The importance of one thing.

One thing that is very important to me, more than any material item, is my mother. The bond that my mother and i share is more than just a bond that a mother and daughter should share, she is my best friend. I am so glad to have someone like her in my life, someone that trusts me 100% with everything, and that i can turn to with any problem if i need to. She is my everything, and i cannot even begin to imagine my life without her. She would do anything for me, and its just amazing to me how much love can generate out of one person. Yes, sometimes we disagree and sometimes i become very frustrated with her, but at the end of the day she is the person i value the most.

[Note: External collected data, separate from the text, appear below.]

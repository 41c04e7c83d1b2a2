//! A SQLite file holding the `ALL_*` dictionary views, served through the real
//! `SqlxCatalogSource`.

#![allow(dead_code)]

use catalog_cache::config::RemoteConfig;
use catalog_cache::remote::SqlxCatalogSource;
use catalog_cache::{CacheStore, RefreshCoordinator, SyncOptions};
use chrono::{Duration, NaiveDateTime, Utc};
use sqlx::SqlitePool;
use sqlx::sqlite::SqlitePoolOptions;
use std::path::PathBuf;
use std::sync::Arc;
use tempfile::TempDir;

const DICTIONARY: &[&str] = &[
    r#"CREATE TABLE "V$DATABASE" (DBID INTEGER NOT NULL)"#,
    r#"CREATE TABLE "V$INSTANCE" (VERSION TEXT NOT NULL)"#,
    "CREATE TABLE ALL_OBJECTS (OWNER TEXT, OBJECT_NAME TEXT, OBJECT_TYPE TEXT, LAST_DDL_TIME TEXT)",
    "CREATE TABLE ALL_TABLES (OWNER TEXT, TABLE_NAME TEXT, NUM_ROWS INTEGER, LAST_ANALYZED TEXT, \
     PARTITIONED TEXT)",
    "CREATE TABLE ALL_VIEWS (OWNER TEXT, VIEW_NAME TEXT, TEXT TEXT, EDITIONING_VIEW TEXT, \
     READ_ONLY TEXT)",
    "CREATE TABLE ALL_TAB_COLUMNS (OWNER TEXT, TABLE_NAME TEXT, COLUMN_NAME TEXT, \
     COLUMN_ID INTEGER, DATA_TYPE TEXT, DATA_LENGTH INTEGER, DATA_PRECISION INTEGER, \
     DATA_SCALE INTEGER, NULLABLE TEXT, DATA_DEFAULT TEXT)",
    "CREATE TABLE ALL_INDEXES (OWNER TEXT, INDEX_NAME TEXT, TABLE_OWNER TEXT, TABLE_NAME TEXT, \
     INDEX_TYPE TEXT, UNIQUENESS TEXT, LEAF_BLOCKS INTEGER, DISTINCT_KEYS INTEGER, \
     CLUSTERING_FACTOR INTEGER, SAMPLE_SIZE INTEGER, LAST_ANALYZED TEXT, STATUS TEXT, \
     VISIBILITY TEXT, DEGREE TEXT, TABLESPACE_NAME TEXT)",
    "CREATE TABLE ALL_IND_COLUMNS (INDEX_OWNER TEXT, INDEX_NAME TEXT, TABLE_OWNER TEXT, \
     TABLE_NAME TEXT, COLUMN_NAME TEXT, COLUMN_POSITION INTEGER, DESCEND TEXT)",
    "CREATE TABLE ALL_SOURCE (OWNER TEXT, NAME TEXT, TYPE TEXT, LINE INTEGER, TEXT TEXT)",
];

/// Dictionary timestamp `offset` away from now.
pub fn ddl_time(offset: Duration) -> String {
    (Utc::now().naive_utc() + offset)
        .format("%Y-%m-%d %H:%M:%S")
        .to_string()
}

/// A timestamp well before any cycle of the test.
pub fn long_ago() -> String {
    ddl_time(-Duration::days(30))
}

/// A timestamp after any watermark the test can produce.
pub fn later() -> String {
    ddl_time(Duration::hours(1))
}

pub struct RemoteCatalog {
    pub pool: SqlitePool,
    pub path: PathBuf,
}

impl RemoteCatalog {
    pub async fn create(dir: &TempDir, dbid: i64, version: &str) -> Self {
        let path = dir.path().join("dictionary.db");
        let url = format!("sqlite:{}?mode=rwc", path.display());
        let pool = SqlitePoolOptions::new()
            .max_connections(1)
            .connect(&url)
            .await
            .unwrap();
        for ddl in DICTIONARY {
            sqlx::query(ddl).execute(&pool).await.unwrap();
        }
        sqlx::query(r#"INSERT INTO "V$DATABASE" VALUES (?)"#)
            .bind(dbid)
            .execute(&pool)
            .await
            .unwrap();
        sqlx::query(r#"INSERT INTO "V$INSTANCE" VALUES (?)"#)
            .bind(version)
            .execute(&pool)
            .await
            .unwrap();
        Self { pool, path }
    }

    pub fn remote_config(&self, alias: &str) -> RemoteConfig {
        RemoteConfig::parse(&format!("{alias}=sqlite:{}", self.path.display())).unwrap()
    }

    async fn exec(&self, sql: &str, params: &[&str]) {
        let mut query = sqlx::query(sql);
        for p in params {
            query = query.bind(*p);
        }
        query.execute(&self.pool).await.unwrap();
    }

    pub async fn set_dbid(&self, dbid: i64) {
        sqlx::query(r#"UPDATE "V$DATABASE" SET DBID = ?"#)
            .bind(dbid)
            .execute(&self.pool)
            .await
            .unwrap();
    }

    pub async fn add_object(&self, owner: &str, name: &str, kind: &str, ddl: &str) {
        self.exec(
            "INSERT INTO ALL_OBJECTS VALUES (?, ?, ?, ?)",
            &[owner, name, kind, ddl],
        )
        .await;
    }

    /// Move an object's `LAST_DDL_TIME`.
    pub async fn touch(&self, owner: &str, name: &str, kind: &str, ddl: &str) {
        self.exec(
            "UPDATE ALL_OBJECTS SET LAST_DDL_TIME = ? \
             WHERE OWNER = ? AND OBJECT_NAME = ? AND OBJECT_TYPE = ?",
            &[ddl, owner, name, kind],
        )
        .await;
    }

    pub async fn add_table(&self, owner: &str, name: &str, columns: &[&str], ddl: &str) {
        self.add_object(owner, name, "TABLE", ddl).await;
        sqlx::query("INSERT INTO ALL_TABLES VALUES (?, ?, ?, ?, 'NO')")
            .bind(owner)
            .bind(name)
            .bind(100_i64)
            .bind(long_ago())
            .execute(&self.pool)
            .await
            .unwrap();
        self.set_columns(owner, name, columns).await;
    }

    /// Replace the column set of a table or view.
    pub async fn set_columns(&self, owner: &str, table: &str, columns: &[&str]) {
        self.exec(
            "DELETE FROM ALL_TAB_COLUMNS WHERE OWNER = ? AND TABLE_NAME = ?",
            &[owner, table],
        )
        .await;
        for (i, column) in columns.iter().enumerate() {
            sqlx::query(
                "INSERT INTO ALL_TAB_COLUMNS VALUES (?, ?, ?, ?, 'VARCHAR2', 40, NULL, NULL, 'Y', NULL)",
            )
            .bind(owner)
            .bind(table)
            .bind(*column)
            .bind(i as i64 + 1)
            .execute(&self.pool)
            .await
            .unwrap();
        }
    }

    pub async fn add_view(&self, owner: &str, name: &str, text: &str, columns: &[&str], ddl: &str) {
        self.add_object(owner, name, "VIEW", ddl).await;
        self.exec(
            "INSERT INTO ALL_VIEWS VALUES (?, ?, ?, 'N', 'N')",
            &[owner, name, text],
        )
        .await;
        self.set_columns(owner, name, columns).await;
    }

    pub async fn add_index(
        &self,
        owner: &str,
        name: &str,
        table: &str,
        columns: &[&str],
        ddl: &str,
    ) {
        self.add_object(owner, name, "INDEX", ddl).await;
        sqlx::query(
            "INSERT INTO ALL_INDEXES VALUES (?, ?, ?, ?, 'NORMAL', 'UNIQUE', 1, 100, 2, 100, ?, \
             'VALID', 'VISIBLE', '1', 'USERS')",
        )
        .bind(owner)
        .bind(name)
        .bind(owner)
        .bind(table)
        .bind(long_ago())
        .execute(&self.pool)
        .await
        .unwrap();
        for (i, column) in columns.iter().enumerate() {
            sqlx::query("INSERT INTO ALL_IND_COLUMNS VALUES (?, ?, ?, ?, ?, ?, 'ASC')")
                .bind(owner)
                .bind(name)
                .bind(owner)
                .bind(table)
                .bind(*column)
                .bind(i as i64 + 1)
                .execute(&self.pool)
                .await
                .unwrap();
        }
    }

    /// Replace the stored source of one object part (`PACKAGE`, `PACKAGE BODY`, ...).
    pub async fn set_source(&self, owner: &str, name: &str, type_name: &str, lines: &[&str]) {
        self.exec(
            "DELETE FROM ALL_SOURCE WHERE OWNER = ? AND NAME = ? AND TYPE = ?",
            &[owner, name, type_name],
        )
        .await;
        for (i, line) in lines.iter().enumerate() {
            sqlx::query("INSERT INTO ALL_SOURCE VALUES (?, ?, ?, ?, ?)")
                .bind(owner)
                .bind(name)
                .bind(type_name)
                .bind(i as i64 + 1)
                .bind(*line)
                .execute(&self.pool)
                .await
                .unwrap();
        }
    }

    /// A package with its body, both last changed at `ddl`.
    pub async fn add_package(
        &self,
        owner: &str,
        name: &str,
        spec: &[&str],
        body: &[&str],
        ddl: &str,
    ) {
        self.add_object(owner, name, "PACKAGE", ddl).await;
        self.add_object(owner, name, "PACKAGE BODY", ddl).await;
        self.set_source(owner, name, "PACKAGE", spec).await;
        self.set_source(owner, name, "PACKAGE BODY", body).await;
    }
}

pub fn fast_options() -> SyncOptions {
    SyncOptions {
        poll_interval_ms: 20,
        ..Default::default()
    }
}

/// A coordinator caching `remote` under `alias` in a file inside `dir`.
pub async fn coordinator(
    dir: &TempDir,
    remote: &RemoteCatalog,
    alias: &str,
    options: SyncOptions,
) -> RefreshCoordinator {
    let store = CacheStore::open(dir.path().join("cache").join(format!("{alias}.sqlite")))
        .await
        .unwrap();
    let source = SqlxCatalogSource::new(remote.remote_config(alias));
    RefreshCoordinator::new(alias, Arc::new(source), store, options)
}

I pray that i all of my children will know her, and i hope that she will not only be apart of my youth, but also every part of my adulthood. If i ever lost my mother, i literally do not know what i would do with my life. I am not sure if i could go on living without her. It would be the single hardest thing i would ever have to do in my life. The recovery process from that, if there is one, would be months... if not years. Everything important to me would cease to be important to me. I know that my mother would not want me to mourn for long, she would want me to do something great and influential with my life, but i don't know how i would even be able to think without her. I try to believe that everything happens for a reason, and i know maybe something good would come from it, but i don't know if i would realize it. I would try to keep my mother alive inside, and also by keeping her ashes and spreading them all over the world. She always loved to travel, and there are places i know she would like to go, so if she did pass i would take her ashes and spread them all over the world. In the most miraculous places. This would be my justice for this. I would keep a little bit of her with me, then i would let her live forever in the places she always dreamed to go.